Die älteren Männer, die den Tisch umgeben, sind in unterschiedlichen Stadien der Reaktion zu sehen. Einige wirken nachdenklich, andere desinteressiert. Der Mann, der den jungen Mann anspricht, nimmt eine dominante Position ein, sein Zeigefinger weist direkt auf ihn.

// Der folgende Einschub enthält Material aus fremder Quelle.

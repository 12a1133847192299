//! Chat message types.

use std::time::{SystemTime, UNIX_EPOCH};

/// A single chat message.
///
/// The stream treats messages as opaque values: once accepted they are
/// appended and replayed verbatim, never inspected or rewritten.
#[derive(Debug, Clone, PartialEq, Eq)]
pub struct ChatMessage {
    /// Display name of the sender.
    pub sender: String,
    /// Message body.
    pub text: String,
    /// When the message was accepted, in milliseconds since the Unix epoch.
    pub timestamp: u64,
}

impl ChatMessage {
    /// Create a new message, stamped with the current time.
    #[must_use]
    pub fn new(sender: impl Into<String>, text: impl Into<String>) -> Self {
        Self {
            sender: sender.into(),
            text: text.into(),
            timestamp: SystemTime::now()
                .duration_since(UNIX_EPOCH)
                .unwrap()
                .as_millis() as u64,
        }
    }
}

#[cfg(test)]
mod tests {
    use super::*;

    #[test]
    fn test_message_creation() {
        let msg = ChatMessage::new("alice", "hello");
        assert_eq!(msg.sender, "alice");
        assert_eq!(msg.text, "hello");
        assert!(msg.timestamp > 0);
    }
}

Seine Gestik ist energisch und zieht die Aufmerksamkeit des Betrachters auf sich.
Die Komposition ist dynamisch, die Figuren wirken lebendig und in Bewegung. Die dunklen Hintergründe verstärken das Gefühl von Intimität und Konzentration auf die Hauptakteure. Die Farbpalette ist gedämpft, mit warmen Tönen, die das Licht zusätzlich hervorheben.
Neben dem offensichtlichen Moment des direkten Ansprechens, der vermutlich eine Aufforderung oder eine Botschaft beinhaltet, lässt die Szene auch Raum für Interpretationen über Macht, Autorität und die Frage der Berufung. Der Kontrast zwischen Licht und Schatten symbolisiert vielleicht die Wahl zwischen dem irdischen Leben und einer höheren Bestimmung. Der junge Mann, der im Licht der göttlichen Ansprache steht, wird mit einer Entscheidung konfrontiert, die sein Leben verändern könnte. Die Reaktion der anderen Männer, die in unterschiedlicher Weise mit der Situation umgehen, deutet auf eine Vielfalt an Lebenswegen und moralischen Entscheidungen hin. Die Szene wirkt wie ein Moment eingefangener Zeit, der den Betrachter dazu einlädt, über die Bedeutung des Augenblicks und die zugrunde liegenden Botschaften nachzudenken.